Detesto esa costumbre tan colombiana de adjudicar un grado de culpabilidad a la víctima asesinada. Le reprochan que hizo o dejó de hacer algo y por eso lo mataron. Que si sacó el celular donde no debía; que si cruzó un puente peatonal oscuro; que si habló de más ante los criminales o se metió con la novia del duro.
Lo preocupante es que sea el propio presidente Petro el que ponga en práctica ese mal hábito y preciso en un momento tan delicado.
En su visita a San Luis manifestó que los policías deberían mantener una buena relación con los habitantes de los pueblos donde los pueden masacrar. La cercanía con ellos, sostuvo, supone el mejor escudo para salvaguardar sus vidas. De alguna manera estaba recriminando a las víctimas del salvaje atentado por no haber estrechado lazos con los campesinos de ese corregimiento de Neiva.
Aunque el jefe de Estado realizó una acertada radiografía de San Luis tras conversar con sus habitantes, prefirió obviar una parte esencial del relato de la Colombia que sufre el acoso de las bandas criminales. No quería que un cuadro fidedigno, completo, de una problemática compleja, estropeara su argumentación sobre la policía, tan sesgada como demagógica.
Vino a decir que su multitudinario y entusiasta recibimiento en El Tarra se debió a su conexión con el campesinado como primer presidente de la Colombia marginada, y no a su laxa política de no erradicación de la coca y del perdón a las guerrillas que controlan la zona.
Por el contrario, continuaría con su argumentación, a los agentes estacionados en esa localidad esos mismos campesinos los tratan como parias. Y si no los quieren ni se pueden acercar a ellos, sería responsabilidad de los policías por no ejercer bien su labor.
Lo inquietante es que el presidente Petro conoce, pero calla, que en esa otra Colombia impera la ley guerrillera de declarar objetivo militar a todo aquel que establezca un trato amable y estrecho con un uniformado. Acercarse a ellos supone ponerse una lápida encima.
Es cierto que dado el ambiente hostil con que los reciben, los policías, así como los militares, que tienen idéntico trato, suelen mirar con suma desconfianza a los lugareños y existe una lógica prevención por ambas partes. De ahí que la declaración de Petro, como tantas otras del Ejecutivo, unidas a decisiones como la de trasladar a Bogotá al líder de la primera línea, conlleve un inocultable afán de desprestigiar a la Policía Nacional y no de pintar un cuadro realista.
Con demasiada frecuencia Petro parte de premisas falsas, plagadas de medias verdades, para sacar las conclusiones que le interesan. Una de ellas es mandar el mensaje de que su ideología y la mano tendida hacia cocaleros y criminales solucionará de manera rápida una violencia enquistada en algunas regiones que hicieron metástasis.

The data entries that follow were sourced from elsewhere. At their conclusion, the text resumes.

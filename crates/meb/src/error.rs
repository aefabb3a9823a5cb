//! Input errors for the runtime-dimension entry point.
//!
//! The typed entry points are infallible: every well-typed point slice,
//! including empty, duplicate, collinear and coplanar sets, has a defined
//! result. Only untyped coordinate rows can be malformed.

use std::fmt;

/// Malformed input to `compute_min_enclosing_ball`.
#[derive(Clone, Debug, PartialEq)]
pub enum MebError {
    /// Only R^2 and R^3 are supported.
    UnsupportedDim { dim: usize },
    /// A point row has the wrong number of coordinates.
    DimensionMismatch {
        index: usize,
        expected: usize,
        found: usize,
    },
    /// A coordinate is NaN or infinite.
    NonFinite { index: usize },
}

impl fmt::Display for MebError {
    fn fmt(&self, f: &mut fmt::Formatter<'_>) -> fmt::Result {
        match self {
            MebError::UnsupportedDim { dim } => {
                write!(f, "unsupported dimension {dim} (expected 2 or 3)")
            }
            MebError::DimensionMismatch {
                index,
                expected,
                found,
            } => write!(
                f,
                "point {index} has {found} coordinates, expected {expected}"
            ),
            MebError::NonFinite { index } => {
                write!(f, "point {index} has a non-finite coordinate")
            }
        }
    }
}

impl std::error::Error for MebError {}
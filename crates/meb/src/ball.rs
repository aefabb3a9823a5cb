//! Ball result type and its tolerant containment predicate.
//!
//! - `Ball<D>`: closed ball `{ x : |x - center| <= radius }` in R^D.
//! - An empty input has no enclosing ball; that case is the sentinel
//!   `Ball::invalid()` with `radius = -1`.
//!
//! Invariants
//! - `is_valid() <=> radius >= 0`.
//! - Balls built from defining points (`Ball::fit`) take the largest distance
//!   to those points as radius, so each defining point passes `contains`.
//! - Distances go through `distance`, which stays finite for coordinates near
//!   the ends of the f64 range where `norm()` would overflow or flush to zero.

use nalgebra::SVector;

use crate::cfg::CONTAIN_EPS;

/// A point in R^D (always f64; widen f32 input with `Point::cast`).
pub type Point<const D: usize> = SVector<f64, D>;
pub type Vec2 = Point<2>;
pub type Vec3 = Point<3>;

/// Closed ball in R^D. `radius < 0` marks the empty-input sentinel.
#[derive(Clone, Copy, Debug, PartialEq)]
pub struct Ball<const D: usize> {
    pub center: Point<D>,
    pub radius: f64,
}

pub type Circle2 = Ball<2>;
pub type Sphere3 = Ball<3>;

// Below this the squared components may be subnormal and `norm()` loses digits.
const NORM_SAFE_MIN: f64 = 1e-140;

/// Euclidean distance `|a - b|` without intermediate overflow or underflow.
#[inline]
pub fn distance<const D: usize>(a: &Point<D>, b: &Point<D>) -> f64 {
    let v = a - b;
    let n = v.norm();
    if n.is_nan() || (n.is_finite() && n >= NORM_SAFE_MIN) {
        return n;
    }
    let s = v.amax();
    if s == 0.0 || !s.is_finite() {
        return s;
    }
    s * (v / s).norm()
}

impl<const D: usize> Ball<D> {
    #[inline]
    pub fn new(center: Point<D>, radius: f64) -> Self {
        Self { center, radius }
    }

    /// Sentinel for "no ball" (empty input, degenerate boundary set).
    #[inline]
    pub fn invalid() -> Self {
        Self {
            center: Point::zeros(),
            radius: -1.0,
        }
    }

    /// Zero-radius ball at `p`.
    #[inline]
    pub fn point(p: Point<D>) -> Self {
        Self {
            center: p,
            radius: 0.0,
        }
    }

    /// Ball centered at `center` reaching the farthest of `points`.
    pub fn fit(center: Point<D>, points: &[Point<D>]) -> Self {
        let radius = points
            .iter()
            .map(|p| distance(p, &center))
            .fold(0.0, f64::max);
        if !(radius.is_finite() && center.iter().all(|x| x.is_finite())) {
            return Self::invalid();
        }
        Self { center, radius }
    }

    #[inline]
    pub fn is_valid(&self) -> bool {
        self.radius >= 0.0
    }

    /// Containment with the default multiplicative slack (`CONTAIN_EPS`).
    #[inline]
    pub fn contains(&self, p: &Point<D>) -> bool {
        self.contains_eps(p, CONTAIN_EPS)
    }

    /// `|p - center| <= radius * (1 + eps)`. Never true for an invalid ball.
    #[inline]
    pub fn contains_eps(&self, p: &Point<D>, eps: f64) -> bool {
        self.is_valid() && distance(p, &self.center) <= self.radius * (1.0 + eps)
    }

    /// Orders valid balls before invalid ones, then by radius.
    #[inline]
    pub(crate) fn is_smaller_than(&self, other: &Self) -> bool {
        match (self.is_valid(), other.is_valid()) {
            (true, true) => self.radius < other.radius,
            (true, false) => true,
            _ => false,
        }
    }
}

No hay más que analizar lo ocurrido esta semana en el municipio de Argelia, uno de los más cocaleros del Cauca. Las dos disidencias Farc y el ELN libran una cruenta guerra que deja a los habitantes en medio del fuego cruzado. En esta ocasión, el corregimiento de Puerto Rico fue el escenario escogido para darse bala.
La gente salió disparada hacia la cabecera municipal, a una hora de distancia aproximadamente, que es la única área de toda Argelia donde no hay ni coca ni laboratorios por ser de clima frío. No iban buscando la protección de la Policía, que no sale más allá del casco urbano, ni del Ejército, al que las propias comunidades han expulsado varias veces de sus poblaciones. Sería absurdo porque la autoridad la ejercen las Farc y el ELN y no permiten que nadie tenga contacto con la fuerza pública.
Los desplazados, por tanto, solo pretendían alejarse un tiempo de los disparos. Vivir en medio de la violencia es el precio que pagan por haberse convertido en una región donde florecen todas las líneas del negocio: sembradíos de coca, laboratorios de base, cristalizaderos, ruta de exportación.
Antes había policía en el corregimiento de El Mango, pero la Corte Constitucional los obligó a salir porque los lugareños pusieron demandas para que se fueran. Alegaban que solo eran un blanco para las guerrillas, que los hostigaban con frecuencia, y su presencia los ponía en peligro.
Igual hicieron con el Ejército en El Plateado. Los desterraron con idéntica estrategia. Y si un contingente militar aparece por el cañón del Micay para realizar un operativo contra los criminales, no solo no reciben ningún apoyo, sino que los pueden expulsar. En minutos se congregan cientos de campesinos que los rodean y fuerzan a salir.
Tampoco sería posible para un labriego hacer nada distinto a sumarse a la manada. La ley de los criminales, ya sean considerados políticos o solo narcos, señala que a los discrepantes los silencian a bala.Un presidente no puede reducir la causa de una masacre a que los policías no son queridos por la comunidad. No es serio ni honesto con los muertos.